Buying a new car is an exciting aspect, but car payments and your credit score can impact what car you can buy and how much you can spend. Credit scores largely vary from one person to another depending on his/her credit history. Here’s what you need to know about credit scores and car payments.
Car Payments and Credit Scores
Obviously, the higher the credit scores, the better your chances are of securing a car loan. Lenders are more confident that you will repay it on time and they are not taking any risks in lending to you. What’s more, lenders may even compete amongst themselves for offering you an auto loan. You will be offered loans at low-interest rates and sometimes, you may even qualify for 0 percent financing. Lower credit scores, on the other hand, call for higher rates of interest. People with low scores are often asked to make a hefty down payment along with paying higher interest rates.

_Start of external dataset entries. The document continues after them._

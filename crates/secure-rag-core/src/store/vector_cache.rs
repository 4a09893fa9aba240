//! In-memory [`CacheBackend`] with brute-force cosine lookup.
//!
//! Entries live per namespace in insertion order. Expired entries are
//! ignored on lookup and purged on insert; when a namespace exceeds its
//! capacity the oldest entries are evicted first.

use std::collections::HashMap;
use std::sync::RwLock;
use std::time::Duration;

use anyhow::{anyhow, Result};
use async_trait::async_trait;
use chrono::Utc;

use crate::embedding::cosine_similarity;
use crate::security::SecurityScope;

use super::{CacheBackend, CacheHit};

struct StoredEntry {
    embedding: Vec<f32>,
    payload: String,
    scope: SecurityScope,
    expires_at_ms: i64,
}

/// In-memory semantic cache backend.
pub struct InMemoryCacheBackend {
    namespaces: RwLock<HashMap<String, Vec<StoredEntry>>>,
    max_entries: usize,
}

impl InMemoryCacheBackend {
    pub fn new(max_entries: usize) -> Self {
        Self {
            namespaces: RwLock::new(HashMap::new()),
            max_entries: max_entries.max(1),
        }
    }

    /// Number of stored entries in a namespace, expired ones included.
    pub fn len(&self, namespace: &str) -> usize {
        self.namespaces
            .read()
            .map(|ns| ns.get(namespace).map_or(0, Vec::len))
            .unwrap_or(0)
    }

    /// Overwrite the payload of every entry in a namespace.
    ///
    /// Lets tests plant legacy or corrupted payloads.
    #[cfg(any(test, feature = "test-util"))]
    pub fn replace_payloads(&self, namespace: &str, payload: &str) -> Result<()> {
        let mut ns = self
            .namespaces
            .write()
            .map_err(|_| anyhow!("cache lock poisoned"))?;
        if let Some(entries) = ns.get_mut(namespace) {
            for e in entries.iter_mut() {
                e.payload = payload.to_string();
            }
        }
        Ok(())
    }
}

impl Default for InMemoryCacheBackend {
    fn default() -> Self {
        Self::new(10_000)
    }
}

#[async_trait]
impl CacheBackend for InMemoryCacheBackend {
    async fn lookup(
        &self,
        namespace: &str,
        embedding: &[f32],
        threshold: f32,
    ) -> Result<Option<CacheHit>> {
        let now = Utc::now().timestamp_millis();
        let ns = self
            .namespaces
            .read()
            .map_err(|_| anyhow!("cache lock poisoned"))?;
        let Some(entries) = ns.get(namespace) else {
            return Ok(None);
        };

        let best = entries
            .iter()
            .filter(|e| e.expires_at_ms > now)
            .map(|e| (e, cosine_similarity(embedding, &e.embedding)))
            .filter(|(_, sim)| *sim >= threshold)
            .max_by(|a, b| a.1.partial_cmp(&b.1).unwrap_or(std::cmp::Ordering::Equal));

        Ok(best.map(|(e, similarity)| CacheHit {
            payload: e.payload.clone(),
            scope: e.scope.clone(),
            similarity,
        }))
    }

    async fn insert(
        &self,
        namespace: &str,
        embedding: Vec<f32>,
        payload: String,
        scope: SecurityScope,
        ttl: Duration,
    ) -> Result<()> {
        let now = Utc::now().timestamp_millis();
        let ttl_ms = i64::try_from(ttl.as_millis()).unwrap_or(i64::MAX);
        let mut ns = self
            .namespaces
            .write()
            .map_err(|_| anyhow!("cache lock poisoned"))?;
        let entries = ns.entry(namespace.to_string()).or_default();
        entries.retain(|e| e.expires_at_ms > now);
        entries.push(StoredEntry {
            embedding,
            payload,
            scope,
            expires_at_ms: now.saturating_add(ttl_ms),
        });
        if entries.len() > self.max_entries {
            let excess = entries.len() - self.max_entries;
            entries.drain(..excess);
        }
        Ok(())
    }
}
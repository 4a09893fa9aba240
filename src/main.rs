//! # Secure RAG CLI (`srag`)
//!
//! Answers questions over a JSON corpus with clearance-aware retrieval,
//! sensitivity-based model routing, and an encrypted semantic cache.
//!
//! ## Usage
//!
//! ```bash
//! srag --config ./config/srag.toml <command>
//! ```
//!
//! ## Commands
//!
//! | Command | Description |
//! |---------|-------------|
//! | `srag check` | Validate the configuration and print the resolved settings |
//! | `srag ask "<question>"` | Answer a question against a corpus file |
//!
//! ## Examples
//!
//! ```bash
//! # Validate configuration
//! srag check --config ./config/srag.toml
//!
//! # Ask with RESTRICTED org clearance and CONFIDENTIAL clearance in department 7
//! srag ask "What are the Q3 budget targets?" \
//!     --corpus ./corpus.json --org-level 2 \
//!     --department-id 7 --department-level 3 --stream
//! ```

use clap::{Parser, Subcommand};
use secure_rag::commands::{self, parse_level, AskOptions};
use secure_rag::{config, telemetry};
use secure_rag_core::models::{Clearance, SecurityLevel};
use std::path::PathBuf;

/// Secure RAG CLI.
///
/// All commands accept a `--config` flag pointing to a TOML configuration
/// file. See `config/srag.example.toml` for a full example.
#[derive(Parser)]
#[command(
    name = "srag",
    about = "Security-aware retrieval-augmented generation",
    version,
    long_about = "Secure RAG plans questions into search queries, retrieves passages the requester \
    is cleared to see, routes generation to a model suited to the content's sensitivity, and caches \
    answers in an encrypted semantic cache scoped by clearance."
)]
struct Cli {
    /// Path to configuration file (TOML).
    #[arg(long, global = true, default_value = "./config/srag.toml")]
    config: PathBuf,

    /// Enable debug logging. `RUST_LOG` takes precedence when set.
    #[arg(short, long, global = true)]
    verbose: bool,

    #[command(subcommand)]
    command: Commands,
}

#[derive(Subcommand)]
enum Commands {
    /// Validate the configuration and print the resolved settings.
    ///
    /// Does not contact any provider.
    Check,

    /// Answer a question.
    ///
    /// Passages are loaded from a JSON array of `{content, metadata}`
    /// objects. Exits non-zero when no answer could be produced.
    Ask {
        /// The question.
        question: String,

        /// JSON corpus file.
        #[arg(long)]
        corpus: PathBuf,

        /// Organization-wide clearance (1-4 or level name).
        #[arg(long, value_parser = parse_level, default_value = "GENERAL")]
        org_level: SecurityLevel,

        /// Department the requester belongs to.
        #[arg(long, requires = "department_level")]
        department_id: Option<i64>,

        /// Clearance within `--department-id`.
        #[arg(long, value_parser = parse_level, requires = "department_id")]
        department_level: Option<SecurityLevel>,

        /// Conversation identifier used to look up history.
        #[arg(long)]
        conversation: Option<String>,

        /// JSON array of prior `{role, content}` messages for the conversation.
        #[arg(long)]
        history: Option<PathBuf>,

        /// Print tokens as they are generated.
        #[arg(long)]
        stream: bool,

        /// Emit the full answer as JSON.
        #[arg(long, conflicts_with = "stream")]
        json: bool,
    },
}

#[tokio::main]
async fn main() -> anyhow::Result<()> {
    let cli = Cli::parse();
    telemetry::init_logging(cli.verbose);
    let cfg = config::load_config(&cli.config)?;

    match cli.command {
        Commands::Check => {
            commands::run_check(&cfg)?;
        }
        Commands::Ask {
            question,
            corpus,
            org_level,
            department_id,
            department_level,
            conversation,
            history,
            stream,
            json,
        } => {
            let clearance = match (department_id, department_level) {
                (Some(id), Some(level)) => Clearance::new(org_level).with_department(id, level),
                _ => Clearance::new(org_level),
            };
            let ok = commands::run_ask(
                &cfg,
                AskOptions {
                    question: &question,
                    corpus: &corpus,
                    clearance,
                    conversation: conversation.as_deref(),
                    history: history.as_deref(),
                    stream,
                    json,
                },
            )
            .await?;
            if !ok {
                std::process::exit(1);
            }
        }
    }

    Ok(())
}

Your credit utilization will be lowered by these car loans. You can, therefore, see some improvements in your score until you start paying out the loan. Once the repayment process has begun, the credit utilization increases and brings down your credit scores. This trend continues until the entire loan amount is paid off or the balance is less than 30 percent of the original sum.
Paying Off Early
Are you considering paying off your car loan early? You need to first make sure that your loan agreement does not penalize you for this action. Continuing to make car payments can prove beneficial. This, of course, must be done in a timely manner. By properly managing open credit lines, you can solidify your credit history and gain easy access to future auto loans. But, if you are struggling to keep up with your payments, you may want to inquire about a loan extension with your lender. This will give a brief moment of financial relief and will help you plan your future payments effectively.
What Do Lenders Look For?
Lenders can understand the likelihood of your loan repayment from five factors of your credit score.
Payment History — 35 Percent of Your Credit Score
Nobody likes to lend money to those who are not committed to repaying the debt. A missed payment, mortgage default, bankruptcy and late payments damage this part of your credit report.
Credit Utilization — 30 Percent of Your Credit Score
The lower your debt, the greater your chances are of securing a loan. You may want to keep your credit utilization under 30 percent though.
Length of Credit History — 15 Percent of Your Credit Score
Having a lengthy record of liable credit use is always good for credit scores. The frequency of your card usage also plays a role in this section.
New Credit — 10 Percent of Your Credit Score
While having a solid credit history works well, opening new credit cards within a short duration may backfire. Your lender may express doubts on your repayment capability in case you choose to max out on all your cards. Avoid closing any credit lines before applying for a car loan.
Credit Mix — 10 Percent of Your Credit Score
Having different forms of credit and managing your finances well enough that you can pay off all your monthly dues, gives you the edge when it comes to calculating your credit score.
Credit scores and car loans are tightly linked. A variation in one can influence the other. So, it is always safe to maintain a good credit score and be diligent in repaying your car loan.